Housed at a monastery on the Venetian island of San Lazzaro degli Armeni, the blade boasted a distinctive shape that reminded the young archaeologist of some of the oldest swords known to humankind, which date back to around 3,000 B.C. and were recovered from sites in western Asia. To confirm her suspicions, Dall’Armellina and her colleagues spent the next two years tracing the artifact’s origins back in time through a series of monastic archives.
After much digging, the team realized that the sword was discovered at Kavak, a settlement near the ancient Greek colony of Trebizond in what’s now eastern Turkey, some 150 years ago. Shortly after, it fell into the hands of Armenian art collector Yervant Khorasandjian, who then gifted it to a monk named Ghevont Alishan. Upon Alishan’s death in 1901, the monastery acquired his belongings—including the sword, which they mistook for a recent construction.

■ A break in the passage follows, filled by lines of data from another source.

use assert_cmd::prelude::*;
use serde_json::Value;
use std::fs;
use std::path::Path;
use std::process::Command;

const CATALOG: &str = "<?xml version=\"1.0\" encoding=\"UTF-8\"?>
<catalog>
  <section id=\"a\">
    <entry>one</entry>
    <entry>two</entry>
  </section>
  <section id=\"b\">
    <entry>three</entry>
    <entry>four</entry>
  </section>
</catalog>
";

fn cli() -> Command {
    Command::new(assert_cmd::cargo_bin!("xmlnav-cli"))
}

fn write_fixture(dir: &Path, name: &str, text: &str) -> String {
    let path = dir.join(name);
    fs::write(&path, text).expect("write fixture");
    path.to_string_lossy().to_string()
}

fn stdout_json(cmd: &mut Command) -> Value {
    let output = cmd.assert().success().get_output().stdout.clone();
    serde_json::from_slice(&output).expect("stdout is JSON")
}

#[test]
fn tree_prints_paths_and_lines() {
    let tmp = tempfile::tempdir().expect("tempdir");
    let input = write_fixture(tmp.path(), "catalog.xml", CATALOG);

    let tree = stdout_json(cli().args(["tree", input.as_str()]));
    assert_eq!(tree["path"], "/catalog[1]");
    assert_eq!(tree["line_number"], 2);
    let second = &tree["children"][1];
    assert_eq!(second["path"], "/catalog[1]/section[2]");
    assert_eq!(second["line_number"], 7);
    assert_eq!(second["children"][0]["value"], "three");
}

#[test]
fn line_looks_up_an_index_aware_path() {
    let tmp = tempfile::tempdir().expect("tempdir");
    let input = write_fixture(tmp.path(), "catalog.xml", CATALOG);

    let output = cli()
        .args(["line", "--xpath", "/catalog[1]/section[2]/entry[2]", input.as_str()])
        .assert()
        .success()
        .get_output()
        .stdout
        .clone();
    assert_eq!(String::from_utf8_lossy(&output).trim(), "9");

    cli()
        .args(["line", "--xpath", "/catalog[1]/section[9]", input.as_str()])
        .assert()
        .code(1);
}

#[test]
fn repair_reads_stdin_and_closes_tags() {
    let output = assert_cmd::Command::new(assert_cmd::cargo_bin!("xmlnav-cli"))
        .arg("repair")
        .write_stdin("<root>\n  <item>\n    <name>Test</name>\n")
        .assert()
        .success()
        .get_output()
        .stdout
        .clone();
    assert_eq!(
        String::from_utf8_lossy(&output),
        "<root>\n  <item>\n    <name>Test</name>\n  </item>\n</root>\n"
    );
}

#[test]
fn validate_exits_with_status_3_on_errors() {
    let tmp = tempfile::tempdir().expect("tempdir");
    let good = write_fixture(tmp.path(), "good.xml", CATALOG);
    let bad = write_fixture(tmp.path(), "bad.xml", "<r><a></r>");

    let result = stdout_json(cli().args(["validate", good.as_str()]));
    assert_eq!(result["is_valid"], true);

    cli().args(["validate", bad.as_str()]).assert().code(3);
}

#[test]
fn split_then_inspect_parts() {
    let tmp = tempfile::tempdir().expect("tempdir");
    let input = write_fixture(tmp.path(), "catalog.xml", CATALOG);
    let out = tmp.path().join("split");
    let out_str = out.to_string_lossy().to_string();

    let metadata = stdout_json(cli().args([
        "split",
        "--out",
        out_str.as_str(),
        "--threshold",
        "15",
        "--levels",
        "2",
        input.as_str(),
    ]));
    assert_eq!(metadata["total_parts"], 2);
    assert_eq!(metadata["original_file"], input.as_str());
    assert!(out.join("parts/part_001_section.xml").is_file());

    let info = stdout_json(cli().args(["parts", "info", out_str.as_str()]));
    assert_eq!(info["total_parts"], 2);

    let hits = stdout_json(cli().args(["parts", "search", "FOUR", out_str.as_str()]));
    assert_eq!(hits[0]["xpath"], "/catalog[1]/section[2]");

    let problems = stdout_json(cli().args(["parts", "validate", out_str.as_str()]));
    assert_eq!(problems, serde_json::json!({}));
}

#[test]
fn layout_prints_positions_for_limited_levels() {
    let tmp = tempfile::tempdir().expect("tempdir");
    let input = write_fixture(tmp.path(), "catalog.xml", CATALOG);

    let positions = stdout_json(cli().args(["layout", "--depth", "2", input.as_str()]));
    let map = positions.as_object().expect("object");
    assert_eq!(map.len(), 3);
    assert_eq!(map["/catalog[1]"]["y"], 100.0);
    assert_eq!(map["/catalog[1]/section[1]"]["y"], 220.0);
}

#[test]
fn unknown_flags_print_usage() {
    cli().arg("--bogus").assert().code(2);
}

A chemical analysis of the sword solidified its ancient roots. Fashioned from a combination of copper and arsenic—one of the earliest forms of bronze—the weapon almost certainly predates the late third millennium B.C., when humans first transitioned to blending bronze using tin. The blade’s sculpting resembles that of a pair of twin swords found at Arslantepe, another archaeological site that’s been dated to about the third or fourth millennium B.C., according to a statement.
Believed to be among the first swords ever constructed, the Arslantepe duo now has company—though a few lingering questions about the San Lazzaro degli Armeni blade remain. After millennia of degradation, the weapon no longer carries traces of use, if any ever existed at all. Though swords were certainly invented for their utility on the battlefield, they also served as commemorative symbols, following warriors into the grave.
“Local chiefs were buried with a lot of weapons and other precious objects,” Ca’ Foscari University archaeologist Elena Rova tells Live Science. “They probably wanted to emphasize their status as warriors.”
Separated from its human partner, the sword still has much of its story to tell. But Dall’Armellina’s discovery, at least, adds a few thousand years to a history formerly forgotten.